[What you will do]: Filter the data for lines with the word "tempfile", then copy every line so identified.

(Stored data entries)
==========
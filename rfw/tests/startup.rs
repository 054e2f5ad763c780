use std::fs;

use assert_cmd::{Command, cargo::cargo_bin_cmd};
use predicates::prelude::*;
use tempfile::TempDir;

/// The binary with an empty environment, run from a scratch directory so no
/// stray `.env` is picked up.
fn rfw(vars: &[(&str, &str)]) -> (Command, TempDir) {
    let workdir = tempfile::tempdir().expect("temp workdir");
    let mut cmd = cargo_bin_cmd!("rfw");
    cmd.env_clear().current_dir(workdir.path());
    for (key, value) in vars {
        cmd.env(key, value);
    }
    (cmd, workdir)
}

#[test]
fn loads_urls_and_bucket() {
    let (mut cmd, _dir) = rfw(&[
        ("DATA_BUCKET", "my-bucket"),
        ("URL_1", "http://a"),
        ("URL_2", "http://b"),
    ]);

    cmd.assert()
        .success()
        .stdout(predicate::str::contains("Starting remote file watcher"))
        .stdout(predicate::str::contains("URL_1 loaded as http://a"))
        .stdout(predicate::str::contains("URL_2 loaded as http://b"))
        .stdout(predicate::str::contains("DATA_BUCKET loaded as my-bucket"))
        .stdout(predicate::str::contains(r#"["http://a", "http://b"]"#))
        .stderr(predicate::str::is_empty());
}

#[test]
fn gap_truncates_and_warns() {
    let (mut cmd, _dir) = rfw(&[
        ("DATA_BUCKET", "b"),
        ("URL_1", "http://a"),
        ("URL_2", ""),
        ("URL_3", "http://c"),
    ]);

    cmd.assert()
        .success()
        .stdout(predicate::str::contains(r#"["http://a"]"#))
        .stdout(predicate::str::contains("URL_3 loaded as").not())
        .stdout(predicate::str::contains("URL_3 is set but ignored"));
}

#[test]
fn missing_first_url_aborts_before_bucket() {
    let (mut cmd, _dir) = rfw(&[("DATA_BUCKET", "b")]);

    cmd.assert()
        .failure()
        .code(1)
        .stdout(predicate::str::contains("URL_1 not found"))
        .stdout(predicate::str::contains("DATA_BUCKET loaded as").not())
        .stderr(predicate::str::is_empty());
}

#[test]
fn missing_bucket_aborts_after_urls() {
    let (mut cmd, _dir) = rfw(&[("URL_1", "http://a")]);

    cmd.assert()
        .failure()
        .code(1)
        .stdout(predicate::str::contains("URL_1 loaded as http://a"))
        .stdout(predicate::str::contains("DATA_BUCKET not set"));
}

#[test]
fn empty_bucket_is_rejected() {
    let (mut cmd, _dir) = rfw(&[("URL_1", "http://a"), ("DATA_BUCKET", "")]);

    cmd.assert()
        .failure()
        .stdout(predicate::str::contains("DATA_BUCKET not set"));
}

#[test]
fn reads_dotenv_from_working_directory() {
    let (mut cmd, dir) = rfw(&[("URL_1", "http://process")]);
    fs::write(dir.path().join(".env"), "DATA_BUCKET=from-dotenv\nURL_1=http://ignored\n")
        .expect("write .env");

    cmd.assert()
        .success()
        .stdout(predicate::str::contains("Loaded env file"))
        .stdout(predicate::str::contains("DATA_BUCKET loaded as from-dotenv"))
        .stdout(predicate::str::contains("URL_1 loaded as http://process"));
}

#[test]
fn unreadable_explicit_env_file_aborts() {
    let (mut cmd, _dir) = rfw(&[
        ("RFW_ENV_FILE", "does-not-exist.env"),
        ("DATA_BUCKET", "b"),
        ("URL_1", "http://a"),
    ]);

    cmd.assert()
        .failure()
        .stdout(predicate::str::contains("does-not-exist.env"));
}

#[test]
fn debug_flag_enables_debug_output() {
    let (mut cmd, _dir) = rfw(&[("DATA_BUCKET", "b"), ("URL_1", "http://a"), ("DEBUG", "true")]);

    cmd.assert()
        .success()
        .stdout(predicate::str::contains("DEBUG"))
        .stdout(predicate::str::contains("hashes/url_1.sha256"));
}

#[test]
fn debug_in_dotenv_enables_debug_output() {
    let (mut cmd, dir) = rfw(&[("DATA_BUCKET", "b"), ("URL_1", "http://a")]);
    fs::write(dir.path().join(".env"), "DEBUG=true\n").expect("write .env");

    cmd.assert()
        .success()
        .stdout(predicate::str::contains("Loaded env file"))
        .stdout(predicate::str::contains("hashes/url_1.sha256"));
}

#[cfg(unix)]
#[test]
fn non_utf8_first_url_counts_as_unset() {
    use std::{ffi::OsStr, os::unix::ffi::OsStrExt};

    let (mut cmd, _dir) = rfw(&[("DATA_BUCKET", "b")]);
    cmd.env("URL_1", OsStr::from_bytes(b"http://\xff"));

    cmd.assert()
        .failure()
        .code(1)
        .stdout(predicate::str::contains("URL_1 not found"));
}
==========
[Result below]:
use tempfile::TempDir;
    let workdir = tempfile::tempdir().expect("temp workdir");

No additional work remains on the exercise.